Exercise goal
Could you say how many lines in the records include "format"? Please give the number by itself.

Exercise data

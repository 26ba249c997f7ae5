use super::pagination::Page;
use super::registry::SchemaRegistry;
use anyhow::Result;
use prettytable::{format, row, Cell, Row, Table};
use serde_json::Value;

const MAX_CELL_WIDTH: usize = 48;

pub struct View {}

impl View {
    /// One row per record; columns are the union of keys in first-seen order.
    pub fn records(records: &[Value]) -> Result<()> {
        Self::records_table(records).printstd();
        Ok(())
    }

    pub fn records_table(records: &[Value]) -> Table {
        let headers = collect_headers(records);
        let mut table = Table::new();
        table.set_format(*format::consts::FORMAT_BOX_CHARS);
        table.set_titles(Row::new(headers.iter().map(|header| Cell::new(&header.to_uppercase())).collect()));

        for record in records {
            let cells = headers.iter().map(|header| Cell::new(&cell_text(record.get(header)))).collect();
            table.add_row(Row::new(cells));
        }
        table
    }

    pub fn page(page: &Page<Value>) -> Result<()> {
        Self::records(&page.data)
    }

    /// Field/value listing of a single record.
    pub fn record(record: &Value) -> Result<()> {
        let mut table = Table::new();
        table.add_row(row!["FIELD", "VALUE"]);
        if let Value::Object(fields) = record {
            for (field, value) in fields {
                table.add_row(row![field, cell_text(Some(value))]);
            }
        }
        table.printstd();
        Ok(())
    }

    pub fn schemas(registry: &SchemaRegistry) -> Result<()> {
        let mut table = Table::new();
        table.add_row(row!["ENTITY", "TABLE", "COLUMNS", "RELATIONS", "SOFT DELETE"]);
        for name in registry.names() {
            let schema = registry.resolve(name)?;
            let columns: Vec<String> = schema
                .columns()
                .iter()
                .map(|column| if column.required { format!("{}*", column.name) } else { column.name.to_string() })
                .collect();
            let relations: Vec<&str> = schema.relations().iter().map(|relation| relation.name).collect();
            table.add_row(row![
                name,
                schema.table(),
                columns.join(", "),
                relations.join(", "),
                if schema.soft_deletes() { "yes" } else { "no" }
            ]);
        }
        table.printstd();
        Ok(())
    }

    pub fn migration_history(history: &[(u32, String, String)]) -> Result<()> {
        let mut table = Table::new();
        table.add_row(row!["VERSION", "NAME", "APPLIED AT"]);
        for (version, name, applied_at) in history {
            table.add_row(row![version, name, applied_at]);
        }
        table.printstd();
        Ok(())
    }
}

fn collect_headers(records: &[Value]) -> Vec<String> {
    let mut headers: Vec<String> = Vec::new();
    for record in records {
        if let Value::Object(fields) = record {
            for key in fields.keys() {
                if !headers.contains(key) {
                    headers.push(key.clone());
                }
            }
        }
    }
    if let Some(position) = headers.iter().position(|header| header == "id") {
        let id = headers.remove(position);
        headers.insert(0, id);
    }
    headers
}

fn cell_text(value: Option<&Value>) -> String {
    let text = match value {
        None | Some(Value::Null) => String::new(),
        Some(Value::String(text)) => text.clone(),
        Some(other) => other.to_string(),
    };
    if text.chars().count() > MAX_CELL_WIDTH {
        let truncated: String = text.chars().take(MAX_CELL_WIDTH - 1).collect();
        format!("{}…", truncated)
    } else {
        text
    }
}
* * *
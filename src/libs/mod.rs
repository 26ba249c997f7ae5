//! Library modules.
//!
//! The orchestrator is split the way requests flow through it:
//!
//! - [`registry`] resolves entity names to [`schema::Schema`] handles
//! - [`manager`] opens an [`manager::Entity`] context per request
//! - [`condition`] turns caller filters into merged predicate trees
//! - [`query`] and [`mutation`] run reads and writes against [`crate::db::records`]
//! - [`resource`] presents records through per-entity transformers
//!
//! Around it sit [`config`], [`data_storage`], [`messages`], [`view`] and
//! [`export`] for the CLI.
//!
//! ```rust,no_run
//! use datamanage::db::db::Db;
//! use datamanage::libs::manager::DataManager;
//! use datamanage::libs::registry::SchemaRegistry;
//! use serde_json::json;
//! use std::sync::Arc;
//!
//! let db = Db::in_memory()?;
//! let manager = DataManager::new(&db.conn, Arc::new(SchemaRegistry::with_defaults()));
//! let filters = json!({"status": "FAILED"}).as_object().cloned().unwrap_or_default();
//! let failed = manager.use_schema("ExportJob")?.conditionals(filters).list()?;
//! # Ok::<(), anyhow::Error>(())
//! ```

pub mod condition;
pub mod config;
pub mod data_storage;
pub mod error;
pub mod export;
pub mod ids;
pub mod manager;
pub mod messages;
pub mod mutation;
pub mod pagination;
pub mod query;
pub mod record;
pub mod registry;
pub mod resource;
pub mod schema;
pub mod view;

Answer space
4